Beritaboladunia.net - Penjaga gawang Persela Lamongan Choirul Huda, meninggal dunia setelah bermain membela tim kebanggaannya, Minggu (15/10/2017).
Ketika berusaha untuk menyelamatkan gawang dari kebobolan saat laga melawan Semen Padang, Choirul Huda berbenturan keras dengan rekan satu timnya, Ramon Rodrigues.
Tim medis langsung membawa Choirul Huda ke RSUD Soegiri, Lamongan, untuk mendapatkan pertolongan. Namun, nyawa kiper Persela Lamongan tersebut tidak dapat tertolong.
Duka mendalam tentu dirasakan semua manajemen beserta tim Persela Lamongan.

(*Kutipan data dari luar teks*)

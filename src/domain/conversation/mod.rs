//! Conversation domain module.
//!
//! Turns, the transcript, the input gate and prompt rendering for the
//! flip-phone friend conversation.

mod prompt;
mod reply;
mod state;
mod transcript;
mod turn;

pub use prompt::{
    escape_json_string, ExemplarPair, PromptBuilder, PromptRenderConfig,
    DEFAULT_HISTORY_WINDOW, DEFAULT_MAX_NEW_TOKENS, REPLY_CUE, STYLE_EXEMPLARS,
};
pub use reply::{friend_lines, ReplyLinePolicy};
pub use state::ConversationState;
pub use transcript::TranscriptStore;
pub use turn::{Turn, TurnRole};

Secara resmi, Persela akhirnya memutuskan untuk pensiunkan nomor punggung 1 untuk Choirul Huda.
Dilansir Beritaboladunia.net dari Persela Football, Persela meberitakan bahwa loyalitas Choirul Huda sangat tinggi untuk tim tersebut.
Hal tersebut juga terbukti saat Choirul Huda pernah bergabung dalam timnas Indonesia.
Meskipun tergabung dalam timnas Indonesia, Choirul Huda belum sama sekali membela klub lain selain Laskar Joko Tingkir sejak 1999-2017.
Pengabdian “Sang Legenda” bersama Persela diapresiasi dengan memesiunkan nomor punggung 1.
Menurut Manajer Persela, Yunan Achmadi sosok penjaga gawang usia 38 tahun tersebut memag pantas mendapatkan penghormatan dari klub.
“Nomor punggung 1 resmi dipensiunkan. Alasannya dedikasi di Persela tidak diragukan lagi. sebagai bentuk penghormatan manajemen Persela terhadap loyalitas Huda,” ujar Yunan Achmadi.
“Almarhum merupakan salah satu putra terbaik Lamongan. Kiper legendaris yang selalu loyal dan setia membela Persela hingga akhir hayatnya, tambah Yunan.